• [WHAT YOU NEED TO DO] Which lines in the data below contain the string "None"? Show each one.

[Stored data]
= = = = =

//! Token types for the SCT lexer.

use sct_types::Span;
use std::fmt;

/// Reserved words of the checked language subset.
pub const ALL_KEYWORDS: &[&str] = &[
    "def", "return", "lambda", "with", "as", "if", "elif", "else", "pass", "raise", "True",
    "False", "None", "and", "or", "not",
];

/// A single token with its source location.
#[derive(Debug, Clone, PartialEq)]
pub struct Token {
    pub kind: TokenKind,
    pub span: Span,
}

impl Token {
    pub fn new(kind: TokenKind, span: Span) -> Self {
        Self { kind, span }
    }
}

#[derive(Debug, Clone, PartialEq)]
pub enum TokenKind {
    // ── Literals ──────────────────────────────────────────────
    Int(i64),
    Float(f64),
    Str(String),
    Identifier(String),

    // ── Keywords ──────────────────────────────────────────────
    Def,
    Return,
    Lambda,
    With,
    As,
    If,
    Elif,
    Else,
    Pass,
    Raise,
    True,
    False,
    None,
    And,
    Or,
    Not,

    // ── Operators ─────────────────────────────────────────────
    Plus,
    Minus,
    Star,
    StarStar,
    Slash,
    Percent,
    EqEq,
    BangEq,
    Less,
    Greater,
    LessEq,
    GreaterEq,
    Eq,

    // ── Punctuation ───────────────────────────────────────────
    LParen,
    RParen,
    LBracket,
    RBracket,
    Comma,
    Colon,
    Dot,

    // ── Layout ────────────────────────────────────────────────
    /// End of a logical line.
    Newline,
    /// Indentation increased.
    Indent,
    /// Indentation decreased by one level.
    Dedent,
    Eof,
}

impl TokenKind {
    /// Map a word to its keyword token, if it is reserved.
    pub fn keyword(word: &str) -> Option<TokenKind> {
        Some(match word {
            "def" => TokenKind::Def,
            "return" => TokenKind::Return,
            "lambda" => TokenKind::Lambda,
            "with" => TokenKind::With,
            "as" => TokenKind::As,
            "if" => TokenKind::If,
            "elif" => TokenKind::Elif,
            "else" => TokenKind::Else,
            "pass" => TokenKind::Pass,
            "raise" => TokenKind::Raise,
            "True" => TokenKind::True,
            "False" => TokenKind::False,
            "None" => TokenKind::None,
            "and" => TokenKind::And,
            "or" => TokenKind::Or,
            "not" => TokenKind::Not,
            _ => return None,
        })
    }

    pub fn is_keyword(&self) -> bool {
        ALL_KEYWORDS.contains(&self.to_string().as_str())
    }
}

impl fmt::Display for TokenKind {
    fn fmt(&self, f: &mut fmt::Formatter<'_>) -> fmt::Result {
        let text = match self {
            TokenKind::Int(n) => return write!(f, "{n}"),
            TokenKind::Float(n) => return write!(f, "{n:?}"),
            TokenKind::Str(s) => return write!(f, "{s:?}"),
            TokenKind::Identifier(name) => return f.write_str(name),
            TokenKind::Def => "def",
            TokenKind::Return => "return",
            TokenKind::Lambda => "lambda",
            TokenKind::With => "with",
            TokenKind::As => "as",
            TokenKind::If => "if",
            TokenKind::Elif => "elif",
            TokenKind::Else => "else",
            TokenKind::Pass => "pass",
            TokenKind::Raise => "raise",
            TokenKind::True => "True",
            TokenKind::False => "False",
            TokenKind::None => "None",
            TokenKind::And => "and",
            TokenKind::Or => "or",
            TokenKind::Not => "not",
            TokenKind::Plus => "+",
            TokenKind::Minus => "-",
            TokenKind::Star => "*",
            TokenKind::StarStar => "**",
            TokenKind::Slash => "/",
            TokenKind::Percent => "%",
            TokenKind::EqEq => "==",
            TokenKind::BangEq => "!=",
            TokenKind::Less => "<",
            TokenKind::Greater => ">",
            TokenKind::LessEq => "<=",
            TokenKind::GreaterEq => ">=",
            TokenKind::Eq => "=",
            TokenKind::LParen => "(",
            TokenKind::RParen => ")",
            TokenKind::LBracket => "[",
            TokenKind::RBracket => "]",
            TokenKind::Comma => ",",
            TokenKind::Colon => ":",
            TokenKind::Dot => ".",
            TokenKind::Newline => "newline",
            TokenKind::Indent => "indent",
            TokenKind::Dedent => "dedent",
            TokenKind::Eof => "end of file",
        };
        f.write_str(text)
    }
}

= = = = =

• [SOLUTION BELOW]
    "False", "None", "and", "or", "not",
    None,
            "None" => TokenKind::None,
            _ => return None,
            TokenKind::None => "None",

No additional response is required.